▶ Description of the task
In the records below, tally every line containing "super". Report only the total.

____________________

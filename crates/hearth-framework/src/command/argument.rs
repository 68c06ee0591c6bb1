//! Argument values and parsers.
//!
//! An [`ArgumentParser`] consumes a prefix of the remaining command text and
//! reports how much it read. The built-in parsers cover numbers and the three
//! text shapes; anything else implements the trait directly.

use std::fmt;
use std::sync::Arc;

use super::error::ParseFailure;
use super::reader::{QuoteError, get_element, read_float, read_integer, read_quoted};

// ─── ArgumentValue ────────────────────────────────────────────────────────────

/// A parsed argument.
#[derive(Debug, Clone, PartialEq)]
pub enum ArgumentValue {
    Integer(i64),
    Float(f64),
    Text(String),
}

impl ArgumentValue {
    pub fn as_i64(&self) -> Option<i64> {
        match self {
            Self::Integer(v) => Some(*v),
            _ => None,
        }
    }

    /// Numeric value; integers widen to `f64`.
    pub fn as_f64(&self) -> Option<f64> {
        match self {
            Self::Integer(v) => Some(*v as f64),
            Self::Float(v) => Some(*v),
            Self::Text(_) => None,
        }
    }

    pub fn as_str(&self) -> Option<&str> {
        match self {
            Self::Text(s) => Some(s),
            _ => None,
        }
    }
}

impl fmt::Display for ArgumentValue {
    fn fmt(&self, f: &mut fmt::Formatter<'_>) -> fmt::Result {
        match self {
            Self::Integer(v) => write!(f, "{v}"),
            Self::Float(v) => write!(f, "{v}"),
            Self::Text(s) => f.write_str(s),
        }
    }
}

// ─── ArgumentParser ───────────────────────────────────────────────────────────

/// Parses one argument off the front of the remaining text.
///
/// On success returns `(consumed, value)`, where `consumed` is a byte count
/// that ends on a char boundary of `remaining`.
pub trait ArgumentParser: Send + Sync {
    fn parse(&self, remaining: &str) -> Result<(usize, ArgumentValue), ParseFailure>;
}

impl<F> ArgumentParser for F
where
    F: Fn(&str) -> Result<(usize, ArgumentValue), ParseFailure> + Send + Sync,
{
    fn parse(&self, remaining: &str) -> Result<(usize, ArgumentValue), ParseFailure> {
        self(remaining)
    }
}

// ─── Built-in parsers ─────────────────────────────────────────────────────────

/// Inclusive numeric bounds. Unbounded sides are infinite.
#[derive(Debug, Clone, Copy, PartialEq)]
pub struct NumberRange {
    pub min: f64,
    pub max: f64,
}

impl NumberRange {
    pub const UNBOUNDED: NumberRange = NumberRange {
        min: f64::NEG_INFINITY,
        max: f64::INFINITY,
    };

    fn check(&self, value: f64, read: usize) -> Result<(), ParseFailure> {
        if value < self.min || value > self.max {
            return Err(ParseFailure::out_of_range(
                format!("Value out of range [{}, {}]", self.min, self.max),
                read,
            ));
        }
        Ok(())
    }
}

impl Default for NumberRange {
    fn default() -> Self {
        Self::UNBOUNDED
    }
}

/// The parser attached to an argument node.
#[derive(Clone)]
pub(crate) enum Parser {
    Integer(NumberRange),
    Number(NumberRange),
    Float(NumberRange),
    Text,
    QuotableText { allow_empty: bool },
    GreedyText,
    Custom(Arc<dyn ArgumentParser>),
}

impl ArgumentParser for Parser {
    fn parse(&self, remaining: &str) -> Result<(usize, ArgumentValue), ParseFailure> {
        match self {
            Parser::Integer(range) => {
                let (read, value) =
                    read_integer(remaining).map_err(|read| ParseFailure::invalid("Invalid integer", read))?;
                range.check(value as f64, read)?;
                Ok((read, ArgumentValue::Integer(value)))
            }
            Parser::Number(range) => {
                if let Ok((read, value)) = read_integer(remaining) {
                    range.check(value as f64, read)?;
                    return Ok((read, ArgumentValue::Integer(value)));
                }
                let (read, value) =
                    read_float(remaining).map_err(|read| ParseFailure::invalid("Invalid number", read))?;
                range.check(value, read)?;
                Ok((read, ArgumentValue::Float(value)))
            }
            Parser::Float(range) => {
                let (read, value) =
                    read_float(remaining).map_err(|read| ParseFailure::invalid("Invalid float", read))?;
                range.check(value, read)?;
                Ok((read, ArgumentValue::Float(value)))
            }
            Parser::Text => {
                let element = get_element(remaining);
                Ok((element.len(), ArgumentValue::Text(element.to_string())))
            }
            Parser::QuotableText { allow_empty } => {
                if !remaining.starts_with('"') {
                    return Parser::Text.parse(remaining);
                }
                match read_quoted(remaining) {
                    Ok((read, value)) if value.is_empty() && !allow_empty => {
                        Err(ParseFailure::invalid("Empty text is not allowed", read))
                    }
                    Ok((read, value)) => Ok((read, ArgumentValue::Text(value))),
                    Err(QuoteError::IllegalEscape { read }) => {
                        Err(ParseFailure::invalid("Illegal usage of escapes", read))
                    }
                    Err(QuoteError::Unclosed { read }) => {
                        Err(ParseFailure::invalid("Unclosed quoted string", read))
                    }
                }
            }
            Parser::GreedyText => Ok((remaining.len(), ArgumentValue::Text(remaining.to_string()))),
            Parser::Custom(parser) => parser.parse(remaining),
        }
    }
}

impl fmt::Debug for Parser {
    fn fmt(&self, f: &mut fmt::Formatter<'_>) -> fmt::Result {
        match self {
            Parser::Integer(range) => f.debug_tuple("Integer").field(range).finish(),
            Parser::Number(range) => f.debug_tuple("Number").field(range).finish(),
            Parser::Float(range) => f.debug_tuple("Float").field(range).finish(),
            Parser::Text => f.write_str("Text"),
            Parser::QuotableText { allow_empty } => f
                .debug_struct("QuotableText")
                .field("allow_empty", allow_empty)
                .finish(),
            Parser::GreedyText => f.write_str("GreedyText"),
            Parser::Custom(_) => f.write_str("Custom"),
        }
    }
}

#[cfg(test)]
mod tests {
    use super::*;

    fn range(min: f64, max: f64) -> NumberRange {
        NumberRange { min, max }
    }

    #[test]
    fn test_numbers() {
        let int = Parser::Integer(range(1.0, 10.0));
        assert_eq!(int.parse("5 rest").unwrap(), (1, ArgumentValue::Integer(5)));
        let err = int.parse("11").unwrap_err();
        assert_eq!(err.message(), "Value out of range [1, 10]");
        assert!(matches!(err, ParseFailure::OutOfRange { read: 2, .. }));
        assert_eq!(int.parse("x").unwrap_err().message(), "Invalid integer");

        let number = Parser::Number(NumberRange::UNBOUNDED);
        assert_eq!(number.parse("3").unwrap().1, ArgumentValue::Integer(3));
        assert_eq!(number.parse("2.5").unwrap().1, ArgumentValue::Float(2.5));
        assert_eq!(number.parse("two").unwrap_err().message(), "Invalid number");

        let float = Parser::Float(range(0.0, f64::INFINITY));
        assert_eq!(float.parse("-1").unwrap_err().message(), "Value out of range [0, inf]");
    }

    #[test]
    fn test_quotable_text() {
        let strict = Parser::QuotableText { allow_empty: false };
        assert_eq!(
            strict.parse(r#""a b" c"#).unwrap(),
            (5, ArgumentValue::Text("a b".into()))
        );
        assert_eq!(strict.parse("plain rest").unwrap().0, 5);
        assert_eq!(strict.parse(r#""""#).unwrap_err().message(), "Empty text is not allowed");
        assert_eq!(strict.parse(r#""x\y""#).unwrap_err().message(), "Illegal usage of escapes");
        assert_eq!(strict.parse(r#""abc"#).unwrap_err().read(), 4);

        let lenient = Parser::QuotableText { allow_empty: true };
        assert_eq!(lenient.parse(r#""""#).unwrap().1, ArgumentValue::Text(String::new()));
    }

    #[test]
    fn test_greedy_and_custom() {
        assert_eq!(
            Parser::GreedyText.parse("all of it").unwrap(),
            (9, ArgumentValue::Text("all of it".into()))
        );

        let yes_no = |remaining: &str| {
            let element = get_element(remaining);
            match element {
                "yes" | "no" => Ok((element.len(), ArgumentValue::Text(element.into()))),
                _ => Err(ParseFailure::invalid("Expected yes or no", element.len())),
            }
        };
        let custom = Parser::Custom(Arc::new(yes_no));
        assert_eq!(custom.parse("yes").unwrap().0, 3);
        assert!(custom.parse("maybe").is_err());
    }
}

____________________

▶ Written solution
3